Billboard top songs chart

Bubbling Under Hot 100 Singles (also known as Bubbling Under the Hot 100) is a chart published weekly by Billboard magazine in the United States. The chart lists the top songs that have not yet charted on the main Billboard Hot 100. Chart rankings are based on radio airplay, sales, and streams.

In its initial years, the chart listed 15 positions, but expanded to as many as 36 during the 1960s, particularly during years when over 700 singles made the Billboard Hot 100 chart. From 1974 to 1985, the chart consisted of 10 positions, and during 1985–1992 the chart was defunct. Since its revival in 1992, the Bubbling Under Hot 100 Singles chart has listed 25 positions.

==Chart history==
The Bubbling Under Hot 100 Singles chart was introduced in the June 1, 1959, issue of Billboard, under the name "Bubbling Under the Hot 100". Containing a listing of 15 singles, the chart was described as "the new listing that predicts which new records will become chart climbers." Its first number-one single was "A Prayer and a Juke Box" by Little Anthony and the Imperials (the song would later peak at number 81). It would continue to be published in issues of Billboard until August 24, 1985, after which it was discontinued. Prior to its discontinuation, the chart had not been issued in four issues; three from 1974 and one in 1978. However, it returned as a feature in the December 5, 1992, issue of Billboard along with a new Bubbling Under Hot R&B Singles chart, and continues to the present day. From the end of 1970 to 1985, there was a Bubbling Under the Top LPs album chart paired with the Bubbling Under the Hot 100 listing.

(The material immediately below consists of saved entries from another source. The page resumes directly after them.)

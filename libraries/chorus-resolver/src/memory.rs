//! In-memory providers backed by a JSON fixture
//!
//! Implements every collaborator trait over a static catalog so the
//! resolver can run without network services (demo CLI, tests). Every
//! provider call is recorded together with the credential mode and limit
//! it ran with.
//!
//! ```json
//! {
//!   "tracks": [{ "id": "t1", "name": "Imagine", "artists": [...], "duration_ms": 183000, "saved": true }],
//!   "playlists": [{ "id": "p1", "name": "Top Hits", "owner": "dj", "items": ["t1"] }],
//!   "peer_audio": { "scsearch:lofi": { "type": "collection", ... } },
//!   "local_playlists": [{ "scope": "guild-1", "id": "l1", "name": "Chill", "created_by": "u1", "items": [...] }],
//!   "logins": [{ "requester": "u1", "access_token": "..." }]
//! }
//! ```

use crate::gate::Disambiguator;
use crate::resolver::Collaborators;
use async_trait::async_trait;
use chorus_core::types::{
    AlbumSummary, AudioItem, CatalogItem, CredentialContext, Episode, LocalPlaylist, Login,
    PlaylistItem, PlaylistSummary, RequesterId, ScopeId, ShowSummary, StreamInfo, Track, Video,
    VideoPlaylist,
};
use chorus_core::{
    CatalogProvider, InputSyntax, LocalPlaylistStore, LoginProvider, PeerAudioProvider,
    Redirector, ResolveError, Result, TrackLoadingExecutor, UrlLoader, VideoProvider,
};
use serde::Deserialize;
use std::collections::BTreeMap;
use std::sync::Arc;
use tokio::sync::Mutex;
use tracing::trace;

const PROVIDER: &str = "memory";

#[derive(Debug, Clone, Deserialize)]
struct Saved<T> {
    #[serde(flatten)]
    item: T,
    #[serde(default)]
    saved: bool,
}

#[derive(Debug, Clone, Deserialize)]
struct FixtureAlbum {
    #[serde(flatten)]
    summary: AlbumSummary,
    #[serde(default)]
    tracks: Vec<String>,
    #[serde(default)]
    saved: bool,
}

#[derive(Debug, Clone, Deserialize)]
struct FixturePlaylist {
    #[serde(flatten)]
    summary: PlaylistSummary,
    #[serde(default)]
    items: Vec<String>,
    /// Requester whose own library contains the playlist
    #[serde(default)]
    owned_by: Option<RequesterId>,
}

#[derive(Debug, Clone, Deserialize)]
struct FixtureShow {
    #[serde(flatten)]
    summary: ShowSummary,
    #[serde(default)]
    episodes: Vec<String>,
    #[serde(default)]
    saved: bool,
}

#[derive(Debug, Clone, Deserialize)]
struct FixtureVideoPlaylist {
    #[serde(flatten)]
    summary: VideoPlaylist,
    #[serde(default)]
    videos: Vec<String>,
}

#[derive(Debug, Clone, Deserialize)]
struct FixtureLocalPlaylist {
    scope: ScopeId,
    #[serde(flatten)]
    playlist: LocalPlaylist,
    #[serde(default)]
    items: Vec<PlaylistItem>,
}

#[derive(Debug, Clone, Default, Deserialize)]
struct Fixture {
    #[serde(default)]
    tracks: Vec<Saved<Track>>,
    #[serde(default)]
    albums: Vec<FixtureAlbum>,
    #[serde(default)]
    playlists: Vec<FixturePlaylist>,
    #[serde(default)]
    episodes: Vec<Saved<Episode>>,
    #[serde(default)]
    shows: Vec<FixtureShow>,
    #[serde(default)]
    videos: Vec<Video>,
    #[serde(default)]
    video_playlists: Vec<FixtureVideoPlaylist>,
    #[serde(default)]
    peer_audio: BTreeMap<String, AudioItem>,
    #[serde(default)]
    local_playlists: Vec<FixtureLocalPlaylist>,
    #[serde(default)]
    urls: BTreeMap<String, Vec<PlaylistItem>>,
    #[serde(default)]
    logins: Vec<Login>,
}

/// Credential mode a recorded call ran under
#[derive(Debug, Clone, PartialEq, Eq)]
pub enum CallCredentials {
    Shared,
    Requester(RequesterId),
    /// Calls that take no credential context
    None,
}

impl From<&CredentialContext> for CallCredentials {
    fn from(ctx: &CredentialContext) -> Self {
        match ctx {
            CredentialContext::Shared => Self::Shared,
            CredentialContext::Requester(login) => Self::Requester(login.requester.clone()),
        }
    }
}

/// One recorded provider call
#[derive(Debug, Clone, PartialEq, Eq)]
pub struct ProviderCall {
    pub method: &'static str,
    pub argument: String,
    pub credentials: CallCredentials,
    pub limit: Option<usize>,
}

/// Fixture-backed implementation of every collaborator trait
#[derive(Debug, Default)]
pub struct MemoryProviders {
    fixture: Fixture,
    calls: Mutex<Vec<ProviderCall>>,
}

impl MemoryProviders {
    /// Parse a JSON fixture
    ///
    /// # Errors
    /// `Serialization` when the document does not match the fixture format.
    pub fn from_json(json: &str) -> Result<Self> {
        let fixture: Fixture = serde_json::from_str(json)?;
        Ok(Self {
            fixture,
            calls: Mutex::new(Vec::new()),
        })
    }

    /// Calls made so far, oldest first
    pub async fn calls(&self) -> Vec<ProviderCall> {
        self.calls.lock().await.clone()
    }

    /// Wire these providers into a resolver
    pub fn collaborators(
        self: &Arc<Self>,
        syntax: Arc<dyn InputSyntax>,
        executor: Arc<dyn TrackLoadingExecutor>,
        disambiguator: Arc<dyn Disambiguator>,
    ) -> Collaborators {
        Collaborators {
            syntax,
            catalog: self.clone(),
            video: self.clone(),
            peer_audio: self.clone(),
            local: self.clone(),
            urls: self.clone(),
            logins: self.clone(),
            executor,
            disambiguator,
        }
    }

    async fn record(
        &self,
        method: &'static str,
        argument: &str,
        credentials: CallCredentials,
        limit: Option<usize>,
    ) {
        trace!(method, argument, ?credentials, ?limit, "Provider call");
        self.calls.lock().await.push(ProviderCall {
            method,
            argument: argument.to_string(),
            credentials,
            limit,
        });
    }

    fn requester<'a>(ctx: &'a CredentialContext, what: &str) -> Result<&'a RequesterId> {
        ctx.login().map(|login| &login.requester).ok_or_else(|| {
            ResolveError::AuthenticationRequired(format!("{} needs a requester login", what))
        })
    }

    fn track(&self, id: &str) -> Option<&Track> {
        self.fixture
            .tracks
            .iter()
            .map(|t| &t.item)
            .find(|t| t.id == id)
    }

    fn episode(&self, id: &str) -> Option<&Episode> {
        self.fixture
            .episodes
            .iter()
            .map(|e| &e.item)
            .find(|e| e.id == id)
    }

    fn video(&self, id: &str) -> Option<&Video> {
        self.fixture.videos.iter().find(|v| v.id == id)
    }

    fn unknown(kind: &str, id: &str) -> ResolveError {
        ResolveError::provider(PROVIDER, format!("fixture has no {} '{}'", kind, id))
    }
}

fn matches(haystack: &str, query: &str) -> bool {
    haystack.to_lowercase().contains(&query.trim().to_lowercase())
}

fn track_matches(track: &Track, query: &str) -> bool {
    matches(&track.name, query) || matches(&track.display(), query)
}

#[async_trait]
impl CatalogProvider for MemoryProviders {
    async fn search_playlist(
        &self,
        ctx: &CredentialContext,
        query: &str,
        limit: usize,
    ) -> Result<Vec<PlaylistSummary>> {
        self.record("search_playlist", query, ctx.into(), Some(limit))
            .await;
        Ok(self
            .fixture
            .playlists
            .iter()
            .filter(|p| matches(&p.summary.name, query))
            .take(limit)
            .map(|p| p.summary.clone())
            .collect())
    }

    async fn search_own_playlist(
        &self,
        ctx: &CredentialContext,
        query: &str,
        limit: usize,
    ) -> Result<Vec<PlaylistSummary>> {
        self.record("search_own_playlist", query, ctx.into(), Some(limit))
            .await;
        let requester = Self::requester(ctx, "Searching own playlists")?;
        Ok(self
            .fixture
            .playlists
            .iter()
            .filter(|p| p.owned_by.as_ref() == Some(requester))
            .filter(|p| matches(&p.summary.name, query))
            .take(limit)
            .map(|p| p.summary.clone())
            .collect())
    }

    async fn search_track(
        &self,
        ctx: &CredentialContext,
        query: &str,
        own: bool,
        limit: usize,
    ) -> Result<Vec<Track>> {
        self.record("search_track", query, ctx.into(), Some(limit))
            .await;
        if own {
            Self::requester(ctx, "Searching saved tracks")?;
        }
        Ok(self
            .fixture
            .tracks
            .iter()
            .filter(|t| !own || t.saved)
            .map(|t| &t.item)
            .filter(|t| track_matches(t, query))
            .take(limit)
            .cloned()
            .collect())
    }

    async fn search_album(
        &self,
        ctx: &CredentialContext,
        query: &str,
        own: bool,
        limit: usize,
    ) -> Result<Vec<AlbumSummary>> {
        self.record("search_album", query, ctx.into(), Some(limit))
            .await;
        if own {
            Self::requester(ctx, "Searching saved albums")?;
        }
        Ok(self
            .fixture
            .albums
            .iter()
            .filter(|a| !own || a.saved)
            .filter(|a| matches(&a.summary.name, query))
            .take(limit)
            .map(|a| a.summary.clone())
            .collect())
    }

    async fn search_episode(
        &self,
        ctx: &CredentialContext,
        query: &str,
        own: bool,
        limit: usize,
    ) -> Result<Vec<Episode>> {
        self.record("search_episode", query, ctx.into(), Some(limit))
            .await;
        if own {
            Self::requester(ctx, "Searching saved episodes")?;
        }
        Ok(self
            .fixture
            .episodes
            .iter()
            .filter(|e| !own || e.saved)
            .map(|e| &e.item)
            .filter(|e| matches(&e.name, query))
            .take(limit)
            .cloned()
            .collect())
    }

    async fn search_show(
        &self,
        ctx: &CredentialContext,
        query: &str,
        own: bool,
        limit: usize,
    ) -> Result<Vec<ShowSummary>> {
        self.record("search_show", query, ctx.into(), Some(limit))
            .await;
        if own {
            Self::requester(ctx, "Searching saved shows")?;
        }
        Ok(self
            .fixture
            .shows
            .iter()
            .filter(|s| !own || s.saved)
            .filter(|s| matches(&s.summary.name, query))
            .take(limit)
            .map(|s| s.summary.clone())
            .collect())
    }

    async fn get_playlist_tracks(
        &self,
        ctx: &CredentialContext,
        playlist_id: &str,
    ) -> Result<Vec<CatalogItem>> {
        self.record("get_playlist_tracks", playlist_id, ctx.into(), None)
            .await;
        let playlist = self
            .fixture
            .playlists
            .iter()
            .find(|p| p.summary.id == playlist_id)
            .ok_or_else(|| Self::unknown("playlist", playlist_id))?;

        playlist
            .items
            .iter()
            .map(|id| {
                self.track(id)
                    .cloned()
                    .map(CatalogItem::Track)
                    .or_else(|| self.episode(id).cloned().map(CatalogItem::Episode))
                    .ok_or_else(|| Self::unknown("playlist item", id))
            })
            .collect()
    }

    async fn get_album_tracks(
        &self,
        ctx: &CredentialContext,
        album_id: &str,
    ) -> Result<Vec<Track>> {
        self.record("get_album_tracks", album_id, ctx.into(), None)
            .await;
        let album = self
            .fixture
            .albums
            .iter()
            .find(|a| a.summary.id == album_id)
            .ok_or_else(|| Self::unknown("album", album_id))?;

        album
            .tracks
            .iter()
            .map(|id| {
                self.track(id)
                    .cloned()
                    .ok_or_else(|| Self::unknown("track", id))
            })
            .collect()
    }

    async fn get_show_episodes(
        &self,
        ctx: &CredentialContext,
        show_id: &str,
    ) -> Result<Vec<Episode>> {
        self.record("get_show_episodes", show_id, ctx.into(), None)
            .await;
        let show = self
            .fixture
            .shows
            .iter()
            .find(|s| s.summary.id == show_id)
            .ok_or_else(|| Self::unknown("show", show_id))?;

        show.episodes
            .iter()
            .map(|id| {
                self.episode(id)
                    .cloned()
                    .ok_or_else(|| Self::unknown("episode", id))
            })
            .collect()
    }

    async fn get_track(&self, ctx: &CredentialContext, id: &str) -> Result<Option<Track>> {
        self.record("get_track", id, ctx.into(), None).await;
        Ok(self.track(id).cloned())
    }

    async fn get_album(&self, ctx: &CredentialContext, id: &str) -> Result<Option<AlbumSummary>> {
        self.record("get_album", id, ctx.into(), None).await;
        Ok(self
            .fixture
            .albums
            .iter()
            .find(|a| a.summary.id == id)
            .map(|a| a.summary.clone()))
    }

    async fn get_playlist(
        &self,
        ctx: &CredentialContext,
        id: &str,
    ) -> Result<Option<PlaylistSummary>> {
        self.record("get_playlist", id, ctx.into(), None).await;
        Ok(self
            .fixture
            .playlists
            .iter()
            .find(|p| p.summary.id == id)
            .map(|p| p.summary.clone()))
    }

    async fn get_episode(&self, ctx: &CredentialContext, id: &str) -> Result<Option<Episode>> {
        self.record("get_episode", id, ctx.into(), None).await;
        Ok(self.episode(id).cloned())
    }

    async fn get_show(&self, ctx: &CredentialContext, id: &str) -> Result<Option<ShowSummary>> {
        self.record("get_show", id, ctx.into(), None).await;
        Ok(self
            .fixture
            .shows
            .iter()
            .find(|s| s.summary.id == id)
            .map(|s| s.summary.clone()))
    }
}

==Compilation methods and listing==
From June 1959 through August 1985, Billboard compiled the chart based on playlists reported by radio station and retail sales outlets surveys. In 1992, Billboard employed updated data capture technology in compiling the chart that was used for the Hot 100, using point-of-sale retail information provided by Nielsen SoundScan, input from radio station airplay monitoring provided by Broadcast Data Systems and playlists from small-market systems.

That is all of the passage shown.